(NEW ORLEANS) -- Inmates housed in a now-closed New Orleans jail were filmed apparently drinking beer, using drugs and playing with a loaded gun in their cells in a video recording shown in court Tuesday.
The video clips, which were shown as part of a U.S. District Court hearing on the merits of reopening the city jail, were shot by an anonymous cameraman whom lawyers did not name during court proceedings.
In one clip, the cameraman films an inmate allegedly walking on Bourbon Street and talking to a New Orleans cop, before they returned to the jail to film the other scenes, according to ABC News affiliate WGNO-TV. The inmate had allegedly escaped from the jail temporarily.
The video clips were part of three videos found locked away in a safe in the Orleans County Sheriff's Office. They were filmed years ago before the jail was closed, according to WGNO.
The sheriff would not comment on where the video originated or who produced it, and it's unclear when it was made. No criminal charges appear to have resulted from the contents of the video.
The video clips were shown to illustrate what critics call the lawless conditions in the jail as lawmakers try to decide how to overhaul it.
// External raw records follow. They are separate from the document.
//! Configuration types, deserialized from `~/.murmur/config.toml`.

use crate::error::{MurmurError, MurmurResult};
use serde::{Deserialize, Serialize};
use std::path::PathBuf;

/// Default read threshold: minimum similarity to reuse a stored answer.
pub const DEFAULT_SIMILARITY_THRESHOLD: f32 = 0.85;

/// Default write threshold: similarity at which a new vector is considered a
/// near-duplicate and not written.
pub const DEFAULT_ADMISSION_THRESHOLD: f32 = 0.98;

/// Default number of neighbors fetched per semantic query.
pub const DEFAULT_TOP_K: usize = 5;

/// Default freshness window for cached per-user data (15 minutes).
pub const DEFAULT_USER_CACHE_TTL_SECS: u64 = 900;

/// Returns the Murmur home directory (`~/.murmur`).
pub fn murmur_home() -> PathBuf {
    dirs::home_dir()
        .unwrap_or_else(std::env::temp_dir)
        .join(".murmur")
}

/// Top-level configuration.
#[derive(Debug, Clone, Default, PartialEq, Serialize, Deserialize)]
#[serde(default)]
pub struct MurmurConfig {
    /// Tiered memory settings.
    pub memory: MemoryConfig,
    /// Embedding provider settings.
    pub embedding: EmbeddingSettings,
}

impl MurmurConfig {
    /// Check cross-field constraints.
    pub fn validate(&self) -> MurmurResult<()> {
        self.memory.validate()
    }
}

/// Tiered memory settings.
#[derive(Debug, Clone, PartialEq, Serialize, Deserialize)]
#[serde(default)]
pub struct MemoryConfig {
    /// Minimum similarity for a semantic hit on lookup (inclusive).
    pub similarity_threshold: f32,
    /// Minimum similarity for a neighbor to suppress a vector write (inclusive).
    pub admission_threshold: f32,
    /// Neighbors fetched per semantic query.
    pub top_k: usize,
    /// Freshness window for cached per-user data. Zero disables the cache.
    pub user_cache_ttl_secs: u64,
    /// SQLite database path. Defaults to `~/.murmur/memory.db`.
    pub db_path: Option<PathBuf>,
}

impl Default for MemoryConfig {
    fn default() -> Self {
        Self {
            similarity_threshold: DEFAULT_SIMILARITY_THRESHOLD,
            admission_threshold: DEFAULT_ADMISSION_THRESHOLD,
            top_k: DEFAULT_TOP_K,
            user_cache_ttl_secs: DEFAULT_USER_CACHE_TTL_SECS,
            db_path: None,
        }
    }
}

impl MemoryConfig {
    /// Resolved database path.
    pub fn resolved_db_path(&self) -> PathBuf {
        self.db_path
            .clone()
            .unwrap_or_else(|| murmur_home().join("memory.db"))
    }

    /// Thresholds must lie in [0, 1], the write threshold must not be looser
    /// than the read threshold, and at least one neighbor must be fetched.
    pub fn validate(&self) -> MurmurResult<()> {
        for (name, value) in [
            ("similarity_threshold", self.similarity_threshold),
            ("admission_threshold", self.admission_threshold),
        ] {
            if !(0.0..=1.0).contains(&value) {
                return Err(MurmurError::Config(format!(
                    "memory.{name} must be within [0, 1], got {value}"
                )));
            }
        }
        if self.admission_threshold < self.similarity_threshold {
            return Err(MurmurError::Config(format!(
                "memory.admission_threshold ({}) must not be below memory.similarity_threshold ({})",
                self.admission_threshold, self.similarity_threshold
            )));
        }
        if self.top_k == 0 {
            return Err(MurmurError::Config(
                "memory.top_k must be at least 1".to_string(),
            ));
        }
        Ok(())
    }
}

/// Embedding provider settings.
#[derive(Debug, Clone, PartialEq, Serialize, Deserialize)]
#[serde(default)]
pub struct EmbeddingSettings {
    /// Provider name (`local`, `openai`, `ollama`, ...).
    pub provider: String,
    /// Model name.
    pub model: String,
    /// Environment variable holding the API key. Empty for keyless providers.
    pub api_key_env: String,
}

impl Default for EmbeddingSettings {
    fn default() -> Self {
        Self {
            provider: "local".to_string(),
            model: "hash-384".to_string(),
            api_key_env: String::new(),
        }
    }
}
The U.S. Department of Justice brought a suit against the sheriff last year, alleging that the jail's conditions violated inmates' rights and safety, resulting in Tuesday's court hearing.
At issue is whether a reopened jail would be the city's responsibility or operate under federal receivership.
Among the other antics shown in the video, inmates are seen in a crowded jail cell allegedly lighting a joint, popping pain pills and shooting drugs into their arms.
The men are also filmed allegedly playing a dice game and passing around a loaded handgun before one inmate empties the gun, allowing the bullets to fall onto the jail floor.
The Orleans Parish Sheriff, Marlin Gusman, declined to answer questions about the video, but released a statement through a public relations agency saying he would do so after the hearing was complete.
"The House of Detention is a city-owned building in a state of disrepair and abhorrent lack of proper security measures," Gusman said in the statement. "I closed the House of Detention last year because of these problems."
Gusman pointed out that the jail was only reopened after Hurricane Katrina, when better facilities were flooded.
"It was never meant to be a long-term solution," he said.
The city's mayor, Mitch Landrieu, called the tape "outrageous."
"How can we make our city safe when prisoners are coming and going from jail as they please, walking freely on the streets and then returning to jail with heroin, cocaine, and loaded weapons?" he said in a statement.